Dataset entries

'''

use std::collections::HashSet;

use rand::Rng;

use super::state::{Cell, SnakeBody};

/// Coins currently lying in the play volume
#[derive(Debug, Clone, PartialEq)]
pub struct CoinSet {
    cells: HashSet<Cell>,
    capacity: usize,
}

impl CoinSet {
    pub fn new(capacity: usize) -> Self {
        Self {
            cells: HashSet::with_capacity(capacity),
            capacity,
        }
    }

    pub fn capacity(&self) -> usize {
        self.capacity
    }

    pub fn is_full(&self) -> bool {
        self.cells.len() >= self.capacity
    }

    /// Place a coin on a random free cell of the volume.
    ///
    /// Candidates landing on the snake or on another coin are redrawn, so
    /// the volume must hold free cells (guaranteed by `GameConfig::validate`).
    /// Returns `None` when the set is already at capacity.
    pub fn spawn<R: Rng + ?Sized>(
        &mut self,
        snake: &SnakeBody,
        half_extent: i32,
        rng: &mut R,
    ) -> Option<Cell> {
        if self.is_full() {
            return None;
        }

        loop {
            let cell = Cell::new(
                rng.gen_range(-half_extent..=half_extent),
                rng.gen_range(-half_extent..=half_extent),
                rng.gen_range(-half_extent..=half_extent),
            );

            if !snake.contains(cell) && !self.cells.contains(&cell) {
                self.cells.insert(cell);
                return Some(cell);
            }
        }
    }

    /// Remove the coin at `cell`; false if there was none
    pub fn consume(&mut self, cell: Cell) -> bool {
        self.cells.remove(&cell)
    }

    /// Put a coin at a known cell, respecting the capacity
    pub fn insert(&mut self, cell: Cell) -> bool {
        !self.is_full() && self.cells.insert(cell)
    }

    pub fn contains(&self, cell: Cell) -> bool {
        self.cells.contains(&cell)
    }

    pub fn iter(&self) -> impl Iterator<Item = Cell> + '_ {
        self.cells.iter().copied()
    }

    pub fn len(&self) -> usize {
        self.cells.len()
    }

    pub fn is_empty(&self) -> bool {
        self.cells.is_empty()
    }

    pub fn clear(&mut self) {
        self.cells.clear();
    }
}
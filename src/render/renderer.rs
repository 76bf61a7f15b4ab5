use ratatui::{
    Frame,
    layout::{Alignment, Constraint, Direction, Layout, Rect},
    style::{Color, Modifier, Style},
    text::{Line, Span},
    widgets::{Block, BorderType, Borders, Paragraph},
};

use super::projection::{Mark, Plane, Projection};
use crate::game::{CollisionType, GameSession};
use crate::metrics::GameMetrics;

pub struct Renderer;

impl Renderer {
    pub fn new() -> Self {
        Self
    }

    pub fn render_menu(&self, frame: &mut Frame) {
        let title = Style::default()
            .fg(Color::Green)
            .add_modifier(Modifier::BOLD);
        let key = Style::default().fg(Color::Cyan);

        let text = vec![
            Line::from(""),
            Line::from(Span::styled("SNAKE 3D", title)),
            Line::from(""),
            Line::from(Span::styled(
                "Press any key to play",
                Style::default().fg(Color::Yellow),
            )),
            Line::from(""),
            Line::from(vec![
                Span::styled("8", key),
                Span::raw(" / "),
                Span::styled("5", key),
                Span::raw("   up / down    (+Y / -Y)"),
            ]),
            Line::from(vec![
                Span::styled("3", key),
                Span::raw(" / "),
                Span::styled("7", key),
                Span::raw("   right / left (+X / -X)"),
            ]),
            Line::from(vec![
                Span::styled("4", key),
                Span::raw(" / "),
                Span::styled("6", key),
                Span::raw("   near / far   (+Z / -Z)"),
            ]),
            Line::from(""),
            Line::from(vec![
                Span::raw("or "),
                Span::styled("WASD", key),
                Span::raw(" + "),
                Span::styled("Q/E", key),
                Span::raw(" | "),
                Span::styled("Esc", Style::default().fg(Color::Red)),
                Span::raw(" to quit"),
            ]),
        ];

        let menu = Paragraph::new(text).alignment(Alignment::Center).block(
            Block::default()
                .borders(Borders::ALL)
                .border_type(BorderType::Double)
                .border_style(Style::default().fg(Color::White)),
        );
        frame.render_widget(menu, frame.area());
    }

    pub fn render_play(&self, frame: &mut Frame, session: &GameSession, flash: bool) {
        let chunks = Layout::default()
            .direction(Direction::Vertical)
            .constraints([
                Constraint::Length(3), // Header
                Constraint::Min(0),    // Projections
                Constraint::Length(1), // Footer
            ])
            .split(frame.area());

        frame.render_widget(self.render_stats(session, flash), chunks[0]);

        let views = Layout::default()
            .direction(Direction::Horizontal)
            .constraints([Constraint::Ratio(1, 3); 3])
            .split(chunks[1]);

        for (plane, area) in Plane::ALL.into_iter().zip(views.iter()) {
            let projection = Projection::of_session(session, plane);
            frame.render_widget(self.render_projection(&projection), *area);
        }

        frame.render_widget(self.render_controls(), chunks[2]);
    }

    /// Result of the last finished run, as recorded in `metrics`
    pub fn render_game_over(&self, frame: &mut Frame, metrics: &GameMetrics) {
        let area = centered(frame.area(), 60, 14);

        let cause = match metrics.last_collision {
            Some(CollisionType::Wall) => "You left the cube",
            Some(CollisionType::SelfCollision) => "You bit your own tail",
            None => "",
        };
        let value = Style::default()
            .fg(Color::White)
            .add_modifier(Modifier::BOLD);
        let label = Style::default().fg(Color::Yellow);

        let mut text = vec![
            Line::from(""),
            Line::from(Span::styled(
                "GAME OVER",
                Style::default().fg(Color::Red).add_modifier(Modifier::BOLD),
            )),
            Line::from(Span::styled(cause, Style::default().fg(Color::Gray))),
            Line::from(""),
            Line::from(vec![
                Span::styled("Score: ", label),
                Span::styled(metrics.last_score.to_string(), value),
                Span::raw("    "),
                Span::styled("Time: ", label),
                Span::styled(metrics.format_time(metrics.last_run_ticks), value),
            ]),
            Line::from(vec![
                Span::styled("Best: ", label),
                Span::styled(metrics.high_score.to_string(), value),
                Span::raw("    "),
                Span::styled("Runs: ", label),
                Span::styled(metrics.games_played.to_string(), value),
            ]),
        ];
        if metrics.is_new_high_score() {
            text.push(Line::from(Span::styled(
                "New high score!",
                Style::default()
                    .fg(Color::Magenta)
                    .add_modifier(Modifier::BOLD),
            )));
        }
        text.push(Line::from(""));
        text.push(Line::from(Span::styled(
            "Press any key to try again",
            Style::default().fg(Color::Gray),
        )));

        let game_over = Paragraph::new(text).alignment(Alignment::Center).block(
            Block::default()
                .borders(Borders::ALL)
                .border_style(Style::default().fg(Color::Red)),
        );
        frame.render_widget(game_over, area);
    }

    fn render_projection(&self, projection: &Projection) -> Paragraph<'_> {
        let lines: Vec<Line> = projection
            .rows()
            .map(|row| Line::from(row.iter().map(|&mark| mark_span(mark)).collect::<Vec<_>>()))
            .collect();

        Paragraph::new(lines)
            .block(
                Block::default()
                    .borders(Borders::ALL)
                    .border_type(BorderType::Rounded)
                    .border_style(Style::default().fg(Color::White))
                    .title(projection.plane.title()),
            )
            .alignment(Alignment::Center)
    }

    fn render_stats(&self, session: &GameSession, flash: bool) -> Paragraph<'_> {
        let score_style = if flash {
            Style::default()
                .fg(Color::Black)
                .bg(Color::Yellow)
                .add_modifier(Modifier::BOLD)
        } else {
            Style::default()
                .fg(Color::White)
                .add_modifier(Modifier::BOLD)
        };
        let head = session.snake().head();

        let text = vec![Line::from(vec![
            Span::styled("Score: ", Style::default().fg(Color::Yellow)),
            Span::styled(session.score().to_string(), score_style),
            Span::raw("    "),
            Span::styled("Length: ", Style::default().fg(Color::Yellow)),
            Span::styled(
                session.snake().len().to_string(),
                Style::default().fg(Color::White),
            ),
            Span::raw("    "),
            Span::styled("Heading: ", Style::default().fg(Color::Yellow)),
            Span::styled(
                session.snake().direction().label(),
                Style::default().fg(Color::White),
            ),
            Span::raw("    "),
            Span::styled("Head: ", Style::default().fg(Color::Yellow)),
            Span::styled(
                format!("({}, {}, {})", head.x, head.y, head.z),
                Style::default().fg(Color::White),
            ),
        ])];

        Paragraph::new(text)
            .alignment(Alignment::Center)
            .block(Block::default().borders(Borders::BOTTOM))
    }

    fn render_controls(&self) -> Paragraph<'_> {
        let text = vec![Line::from(vec![
            Span::styled("8/5", Style::default().fg(Color::Cyan)),
            Span::raw(" ±Y  "),
            Span::styled("3/7", Style::default().fg(Color::Cyan)),
            Span::raw(" ±X  "),
            Span::styled("4/6", Style::default().fg(Color::Cyan)),
            Span::raw(" ±Z | "),
            Span::styled("Esc", Style::default().fg(Color::Red)),
            Span::raw(" to quit"),
        ])];

        Paragraph::new(text).alignment(Alignment::Center)
    }
}

impl Default for Renderer {
    fn default() -> Self {
        Self::new()
    }
}

fn mark_span(mark: Mark) -> Span<'static> {
    match mark {
        Mark::Head => Span::styled(
            "■ ",
            Style::default()
                .fg(Color::Red)
                .add_modifier(Modifier::BOLD),
        ),
        Mark::Body => Span::styled("□ ", Style::default().fg(Color::Green)),
        Mark::Coin => Span::styled(
            "● ",
            Style::default()
                .fg(Color::Magenta)
                .add_modifier(Modifier::BOLD),
        ),
        Mark::Empty => Span::styled(". ", Style::default().fg(Color::DarkGray)),
    }
}

/// A `width` x `height` rectangle centred in `area`, clipped to it
fn centered(area: Rect, width: u16, height: u16) -> Rect {
    let width = width.min(area.width);
    let height = height.min(area.height);
    Rect {
        x: area.x + (area.width - width) / 2,
        y: area.y + (area.height - height) / 2,
        width,
        height,
    }
}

'''

[Description of the task]:
Pull out all lines containing the word "super" from the entries above.

[Written answer]:
use super::state::{Cell, SnakeBody};
use super::projection::{Mark, Plane, Projection};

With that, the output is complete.